The Food Journal and Food, Nutrition & Science

An alliance between The Lempert Report and The Center for Food Integrity

In the Kitchen with Chef Todd Gray

In the Kitchen with Chef Todd Gray

In the Kitchen

June 29, 2008

Todd Gray, 43, is the Executive Chef at Equinox Restaurant in Washington D.C. Since opening Equinox in 1999, Gray has emerged as one of the surest culinary talents in the nation’s capital. As a tireless champion of sustainable farming and fishing practices, Gray works with local farmers to infuse his creations with a passion for Mid-Atlantic food. His unpretentious seasonal cuisine is both sophisticated and environmentally sound, a true artist’s vision from farm to plate.
What is the main focus of your cooking?
The main focus of my cooking is quality and seasonality. I like to think I am giving the Washington, D.C. Metro area somewhat of a regional identity and style of cuisine.
Is there a particular nutritional focus of your menus?
Seasonal, seasonal, seasonal – and local when possible. That is the most nutritious you can get!
What is your relationship with local farmers?
Excellent. I love when they pull up here and I am their first stop of the day. I literally get on the truck and pick the best products straight from the farm.
Are you incorporating locally grown foods into your dishes? How?
Of course, when possible. But we also have to be realistic. We have always bought our goods from an open market – and trade is a GOOD thing. A little too much "locavoire" is not always the answer. Everything needs to be in balance.
What are the major concerns today of your patrons when it comes to dining out? And how are you addressing them?
The cost of food is a major concern for everyone these days. We are addressing this concern by utilizing all parts of animals and fish and increasing our use of vegetables.
How important is sustainability?
There is a lot of "misinformation" out there, so I think this topic can be a bit too general too address. Each industry has specific issues with regards to sustainability.
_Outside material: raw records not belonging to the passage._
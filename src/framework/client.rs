//! # Generic Client
//!
//! The client half of a store. It forwards requests over a tokio mpsc channel and waits for
//! the reply on a oneshot channel, bounded by a per-client timeout.

use super::entity::ActorEntity;
use super::error::FrameworkError;
use super::message::ResourceRequest;
use std::time::Duration;
use tokio::sync::{mpsc, oneshot};

const DEFAULT_TIMEOUT: Duration = Duration::from_secs(5);

/// A type-safe client for interacting with a `ResourceActor`.
///
/// * **Cloneable** – holds only a sender, so cloning is inexpensive.
/// * **Bounded** – a request that is not queued and answered within the timeout yields
///   [`FrameworkError::Timeout`].
#[derive(Clone)]
pub struct ResourceClient<T: ActorEntity> {
    sender: mpsc::Sender<ResourceRequest<T>>,
    timeout: Duration,
}

impl<T: ActorEntity> ResourceClient<T> {
    pub fn new(sender: mpsc::Sender<ResourceRequest<T>>) -> Self {
        Self {
            sender,
            timeout: DEFAULT_TIMEOUT,
        }
    }

    pub fn with_timeout(mut self, timeout: Duration) -> Self {
        self.timeout = timeout;
        self
    }

    async fn request<R>(
        &self,
        request: ResourceRequest<T>,
        response: oneshot::Receiver<Result<R, FrameworkError>>,
    ) -> Result<R, FrameworkError> {
        // The timeout covers queueing as well, so a full queue cannot block forever.
        let exchange = async {
            self.sender
                .send(request)
                .await
                .map_err(|_| FrameworkError::ActorClosed)?;
            response.await.map_err(|_| FrameworkError::ActorDropped)?
        };
        match tokio::time::timeout(self.timeout, exchange).await {
            Ok(reply) => reply,
            Err(_) => Err(FrameworkError::Timeout(self.timeout)),
        }
    }

    pub async fn insert(&self, entity: T) -> Result<T::Id, FrameworkError> {
        let (respond_to, response) = oneshot::channel();
        self.request(ResourceRequest::Insert { entity, respond_to }, response)
            .await
    }

    pub async fn get(&self, id: T::Id) -> Result<Option<T>, FrameworkError> {
        let (respond_to, response) = oneshot::channel();
        self.request(ResourceRequest::Get { id, respond_to }, response)
            .await
    }

    pub async fn find(&self, query: T::Query) -> Result<Option<T>, FrameworkError> {
        let (respond_to, response) = oneshot::channel();
        self.request(ResourceRequest::Find { query, respond_to }, response)
            .await
    }

    pub async fn find_all(&self, query: T::Query) -> Result<Vec<T>, FrameworkError> {
        let (respond_to, response) = oneshot::channel();
        self.request(ResourceRequest::FindAll { query, respond_to }, response)
            .await
    }

    pub async fn find_or_create(
        &self,
        query: T::Query,
        params: T::Create,
    ) -> Result<T, FrameworkError> {
        let (respond_to, response) = oneshot::channel();
        self.request(
            ResourceRequest::FindOrCreate {
                query,
                params,
                respond_to,
            },
            response,
        )
        .await
    }

    pub async fn perform_action(
        &self,
        id: T::Id,
        action: T::Action,
    ) -> Result<T::ActionResult, FrameworkError> {
        let (respond_to, response) = oneshot::channel();
        self.request(
            ResourceRequest::Action {
                id,
                action,
                respond_to,
            },
            response,
        )
        .await
    }
}
use glazing_core::{Material, Pounds, Quantity, RepositoryError, ServiceType};
use sqlx::Row;
use sqlx::sqlite::SqliteRow;

fn column<'r, T>(
    row: &'r SqliteRow,
    column: &str,
) -> Result<T, RepositoryError>
where
    T: sqlx::Decode<'r, sqlx::Sqlite> + sqlx::Type<sqlx::Sqlite>,
{
    row.try_get(column)
        .map_err(|e| RepositoryError::Database(format!("Failed to read '{}': {}", column, e)))
}

pub fn get_i64(
    row: &SqliteRow,
    name: &str,
) -> Result<i64, RepositoryError> {
    column(row, name)
}

pub fn get_string(
    row: &SqliteRow,
    name: &str,
) -> Result<String, RepositoryError> {
    column(row, name)
}

pub fn get_service(
    row: &SqliteRow,
    name: &str,
) -> Result<ServiceType, RepositoryError> {
    let raw: String = column(row, name)?;
    ServiceType::parse(&raw)
        .ok_or_else(|| RepositoryError::Database(format!("Unknown service '{}' in '{}'", raw, name)))
}

pub fn get_material(
    row: &SqliteRow,
    name: &str,
) -> Result<Material, RepositoryError> {
    let raw: String = column(row, name)?;
    Material::parse(&raw)
        .ok_or_else(|| RepositoryError::Database(format!("Unknown material '{}' in '{}'", raw, name)))
}

pub fn get_quantity(
    row: &SqliteRow,
    name: &str,
) -> Result<Quantity, RepositoryError> {
    let raw: i64 = column(row, name)?;
    u32::try_from(raw)
        .ok()
        .and_then(|n| Quantity::new(n).ok())
        .ok_or_else(|| RepositoryError::Database(format!("Quantity {} in '{}' out of range", raw, name)))
}

pub fn get_pounds(
    row: &SqliteRow,
    name: &str,
) -> Result<Pounds, RepositoryError> {
    let raw: i64 = column(row, name)?;
    u32::try_from(raw)
        .map(Pounds::new)
        .map_err(|_| RepositoryError::Database(format!("Amount {} in '{}' out of range", raw, name)))
}
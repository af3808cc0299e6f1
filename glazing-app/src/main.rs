use std::path::PathBuf;

use anyhow::{Context, Result};
use clap::{Parser, Subcommand};
use glazing_core::ServiceType;
use tokio::io::BufReader;
use tracing::{debug, info};

use glazing_app::app::{self, LeadRecorder};
use glazing_app::commands::{self, QuoteArgs};
use glazing_app::config::{self, Settings};
use glazing_app::logging;

// ─── CLI definition ──────────────────────────────────────────────────────────

/// Quote estimator for A406 Windows.
///
/// Prices windows and doors, records each estimate as a quote request, and
/// hosts the glazing chat assistant.
#[derive(Debug, Parser)]
#[command(version)]
struct Cli {
    /// Settings file. Defaults to `glazing.toml` in the working directory.
    #[arg(long, global = true)]
    config: Option<PathBuf>,

    /// Database connection string, overriding the settings file.
    /// For SQLite this is a file path (e.g. `glazing.db`) or `:memory:`.
    #[arg(long, global = true)]
    database: Option<String>,

    /// Log level or filter directive, overriding the settings file.
    #[arg(long, global = true)]
    log_level: Option<String>,

    #[command(subcommand)]
    command: Command,
}

#[derive(Debug, Subcommand)]
enum Command {
    /// Price one selection and record it.
    Quote(QuoteArgs),
    /// Step through the estimator interactively.
    Wizard,
    /// Talk to the glazing assistant.
    Chat,
    /// List recorded quote requests, newest first.
    Requests {
        #[arg(long, value_parser = commands::parse_service)]
        service: Option<ServiceType>,
    },
    /// Show the unit prices in effect.
    Prices,
}

fn load_settings(cli: &Cli) -> Result<Settings> {
    let mut settings = Settings::load_or_default(cli.config.as_deref())?;
    if let Some(database) = &cli.database {
        settings.database.connection_string = database.clone();
    }
    Ok(settings)
}

// ─── entry point ─────────────────────────────────────────────────────────────

#[tokio::main]
async fn main() -> Result<()> {
    let cli = Cli::parse();
    let settings = load_settings(&cli)?;

    // --log-level, then RUST_LOG, then the settings file.
    logging::init_logging(&settings.logging.level);
    if let Some(level) = &cli.log_level {
        logging::set_log_level(level)?;
    }
    if let Some(path) = &settings.logging.file {
        logging::enable_file_logging(path)?;
    }
    debug!(database = ?settings.database, "settings loaded");

    let result = run(cli.command, &settings).await;
    logging::disable_file_logging();
    result
}

async fn run(
    command: Command,
    settings: &Settings,
) -> Result<()> {
    let mut out = std::io::stdout();

    match command {
        Command::Chat => {
            let chat_config = config::chat_api_key().map(|key| settings.chat.to_chat_config(key));
            let backend = commands::chat_backend(chat_config)?;
            info!(model = %backend.config().model, "chat session started");
            let mut session = commands::chat_session(backend);
            commands::run_chat(&mut session, BufReader::new(tokio::io::stdin()), &mut out).await
        }
        Command::Requests { service } => {
            let repo = app::open_repository(settings).await?;
            commands::run_requests(repo.as_ref(), service, &mut out).await
        }
        Command::Prices => {
            let repo = app::open_repository(settings).await?;
            let pricing = app::pricing_service(settings, repo.as_ref()).await?;
            commands::run_prices(&pricing, &mut out)
        }
        Command::Quote(args) => {
            let repo = app::open_repository(settings).await?;
            let pricing = app::pricing_service(settings, repo.as_ref()).await?;
            let recorder = LeadRecorder::new(repo);
            commands::run_quote(&args, &pricing, &recorder, &mut out)
                .await
                .context("Quote failed")
        }
        Command::Wizard => {
            let repo = app::open_repository(settings).await?;
            let pricing = app::pricing_service(settings, repo.as_ref()).await?;
            let recorder = LeadRecorder::new(repo);
            commands::run_wizard(
                &pricing,
                &recorder,
                BufReader::new(tokio::io::stdin()),
                &mut out,
            )
            .await
        }
    }
}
I think education in this area is the most important thing right now – all the way from politician to producer to consumer to chef.
How important is traceability?
More information is needed in all these areas, but obviously it’s all relevant and important. We want our food to be safe and come from trusted sources.
What steps does your restaurant take toward conservation?
We pretty much approach life with an attitude of conservation, therefore, we make choices throughout the day, weeks and year with an attitude of conservation. It’s a holistic approach to running a business. We view it as much more than a green trend. There are so many pieces to the puzzle.